Uma série de mensagens obtidas com exclusividade pela coluna e atribuídas ao empresário Evandro Baldino do Nascimento, investigado em múltiplas fases da Operação Overclean, passou a integrar o conjunto de provas analisadas pela Polícia Federal em inquéritos que apuram corrupção, lavagem de dinheiro, organização criminosa, fraude em licitações e desvio de emendas parlamentares.
Nos diálogos, Baldino afirma que teria “já fez 38 municípios” e que estaria avançando para outros 60, em referência a negociações com gestores municipais na Bahia. As conversas indicam que os pagamentos ocorreriam por meio de depósitos em dinheiro, de forma fracionada, em contas indicadas pelos próprios prefeitos.
Em uma das trocas de mensagens, o empresário conversa diretamente com João Vitor, prefeito de Riacho de Santana (BA), também investigado na Operação Overclean e que chegou a ser afastado do cargo por decisão judicial. Baldino pergunta “como mandar a encomenda” e, em seguida, encaminha imagens de comprovantes bancários.

Print de conversas/ Foto: Reprodução
João Vitor retornou ao cargo após decisão do Supremo Tribunal Federal (STF) e foi recepcionado com carreata no município. Ele nega irregularidades e afirma confiar no esclarecimento dos fatos.
Quem é Evandro Baldino
Evandro Baldino do Nascimento é ex-presidente da Câmara de Vereadores de Várzea do Poço (BA) e sócio da Construtora Impacto, empresa alvo de mandados de busca na 5ª fase da Operação Overclean.
Ele foi preso na primeira fase da operação, em dezembro de 2024, e posteriormente colocado em liberdade. Apesar disso, permanece como investigado e é citado em relatórios de diferentes etapas da ação policial.
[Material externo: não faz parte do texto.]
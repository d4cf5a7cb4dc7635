//! Onboarding — the first-run narrative deck.
//!
//! A fixed slide deck driven by the step sequencer. Slides collect a little
//! profile data (name, photo, safety scenarios, notification consent) and
//! earn milestone achievements along the way. Everything is written to the
//! profile store once, when the user finishes the deck.

pub mod deck;
pub mod form;
pub mod orchestrator;
pub mod routes;

pub use deck::{SAFETY_SCENARIOS, Slide, default_deck};
pub use form::{FormPatch, OnboardingForm};
pub use orchestrator::{CompletionReport, DASHBOARD_ROUTE, OnboardingOrchestrator, OnboardingStatus};
pub use routes::{OnboardingRouteState, onboarding_routes};
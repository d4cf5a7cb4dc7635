//! Events emitted by a guided session, for presentation layers.

use serde::Serialize;
use uuid::Uuid;

/// Broadcast to every subscriber of a session.
#[derive(Debug, Clone, PartialEq, Serialize)]
#[serde(tag = "type", rename_all = "snake_case")]
pub enum GuideEvent {
    StepChanged {
        from: usize,
        to: usize,
        step_id: String,
    },
    XpAwarded {
        amount: u32,
        total: u32,
        level: u32,
    },
    LevelUp {
        level: u32,
    },
    AchievementUnlocked {
        id: String,
        name: String,
        description: String,
        icon: String,
    },
    /// The level-up celebration has finished playing.
    CelebrationEnded {
        level: u32,
    },
    /// An achievement toast auto-dismissed.
    ToastDismissed {
        id: String,
    },
    /// The final step was reached. Emitted once per session.
    Completed {
        session_id: Uuid,
    },
    Skipped {
        session_id: Uuid,
    },
}
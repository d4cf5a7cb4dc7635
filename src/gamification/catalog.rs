//! Achievement catalog — explicitly owned table of unlockable milestones.

use std::collections::BTreeMap;

use serde::{Deserialize, Serialize};

/// Display metadata for one achievement.
#[derive(Debug, Clone, PartialEq, Eq, Serialize, Deserialize)]
pub struct Achievement {
    pub id: String,
    pub name: String,
    pub description: String,
    pub icon: String,
}

impl Achievement {
    pub fn new(id: &str, name: &str, description: &str, icon: &str) -> Self {
        Self {
            id: id.to_string(),
            name: name.to_string(),
            description: description.to_string(),
            icon: icon.to_string(),
        }
    }
}

/// Well-known achievement ids.
pub mod ids {
    pub const FIRST_STEP: &str = "first_step";
    pub const PROFILE_STARTED: &str = "profile_started";
    pub const PHOTO_ADDED: &str = "photo_added";
    pub const SCENARIOS_CHOSEN: &str = "scenarios_chosen";
    pub const ALERTS_READY: &str = "alerts_ready";
    pub const CIRCLE_READY: &str = "circle_ready";
    pub const ONBOARDING_COMPLETE: &str = "onboarding_complete";
    pub const TOUR_EXPLORER: &str = "tour_explorer";
    pub const TOUR_COMPLETE: &str = "tour_complete";
}

/// Lookup table from achievement id to its metadata.
#[derive(Debug, Clone, Default)]
pub struct AchievementCatalog {
    entries: BTreeMap<String, Achievement>,
}

impl AchievementCatalog {
    pub fn empty() -> Self {
        Self::default()
    }

    /// Register (or replace) an achievement.
    pub fn with(mut self, achievement: Achievement) -> Self {
        self.entries.insert(achievement.id.clone(), achievement);
        self
    }

    pub fn get(&self, id: &str) -> Option<&Achievement> {
        self.entries.get(id)
    }

    pub fn contains(&self, id: &str) -> bool {
        self.entries.contains_key(id)
    }

    pub fn len(&self) -> usize {
        self.entries.len()
    }

    pub fn is_empty(&self) -> bool {
        self.entries.is_empty()
    }
}

impl AchievementCatalog {
    /// The catalog shipped with the app.
    pub fn standard() -> Self {
        Self::empty()
            .with(Achievement::new(
                ids::FIRST_STEP,
                "First Step",
                "You started setting up your safety net",
                "👣",
            ))
            .with(Achievement::new(
                ids::PROFILE_STARTED,
                "Hello, You",
                "Told your besties what to call you",
                "👋",
            ))
            .with(Achievement::new(
                ids::PHOTO_ADDED,
                "Picture Perfect",
                "Added a profile photo so besties recognize you",
                "📸",
            ))
            .with(Achievement::new(
                ids::SCENARIOS_CHOSEN,
                "Prepared",
                "Picked the situations you want check-ins for",
                "🧭",
            ))
            .with(Achievement::new(
                ids::ALERTS_READY,
                "Alert Ready",
                "Turned on notifications for missed check-ins",
                "🔔",
            ))
            .with(Achievement::new(
                ids::CIRCLE_READY,
                "Circle Ready",
                "Learned how your bestie circle keeps watch",
                "💜",
            ))
            .with(Achievement::new(
                ids::ONBOARDING_COMPLETE,
                "All Set",
                "Finished onboarding",
                "🎉",
            ))
            .with(Achievement::new(
                ids::TOUR_EXPLORER,
                "Explorer",
                "Made it halfway through the app tour",
                "🗺️",
            ))
            .with(Achievement::new(
                ids::TOUR_COMPLETE,
                "Tour Guide",
                "Finished the app tour",
                "🏁",
            ))
    }
}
Print de conversas/ Foto: Reprodução
Segundo a Polícia Federal, Baldino é suspeito de atuar na articulação logística e operacional de esquemas de fraude em licitações e desvio de recursos em municípios como Campo Formoso e Oliveira dos Brejinhos. Ele também é apontado como próximo ao deputado federal Dal Barreto (União-BA), outro alvo da operação.
Mandados já foram cumpridos contra Dal Barreto por ordem do STF. A PF investiga se houve integração entre núcleo político e empresarial no direcionamento de licitações e na execução de obras custeadas com recursos federais.
O que apura a Operação Overclean
A Operação Overclean investiga um esquema bilionário de desvio de verbas públicas oriundas principalmente de emendas parlamentares, com uso de licitações direcionadas, empresas de fachada, superfaturamento de obras e pagamento de propina a agentes públicos.
Em uma das fases mais recentes, a Justiça determinou o bloqueio de R$ 85,7 milhões de investigados. A Polícia Federal afirma que a organização criminosa teria movimentado cerca de R$ 1,4 bilhão em quatro anos.
Entre os alvos estão empresários, prefeitos, vereadores, servidores públicos, operadores financeiros e assessores parlamentares. O deputado federal Félix Mendonça Júnior (PDT-BA) é um dos investigados. Já o deputado Elmar Nascimento (União-BA), citado em relatórios, nega irregularidades.
Empresas e obras sob suspeita
As investigações apontam casos de estradas que receberam milhões em emendas e não foram asfaltadas, empreiteiras que teriam abandonado obras após receber recursos e trabalhadores que ficaram sem pagamento.
Entre as empresas investigadas estão Allpha Pavimentações, Construmaster (atual Vieira Infraestrutura) e Construtora Impacto, ligada a Baldino. Segundo a PF, parte do dinheiro público desviado retornaria ao esquema em forma de propina, financiamento de campanhas e pagamentos diretos a agentes públicos.
Mensagens sob análise
A Polícia Federal apreendeu celulares, computadores e documentos de operadores do esquema. Em uma das fases, foram identificados diálogos atribuídos a Baldino discutindo valores e formas de pagamento.
Em uma das conversas, ele afirma: “Ibipitanga é PIX. Paratinga é PIX. Estou tentando falar com Alan pra ver como vai ser o dele”. Em outro trecho, um interlocutor comenta: “Ibipitanga tá cheio de platita”.
Até o momento, as investigações seguem em curso e os citados nas apurações têm negado irregularidades, afirmando confiar no trabalho da Justiça.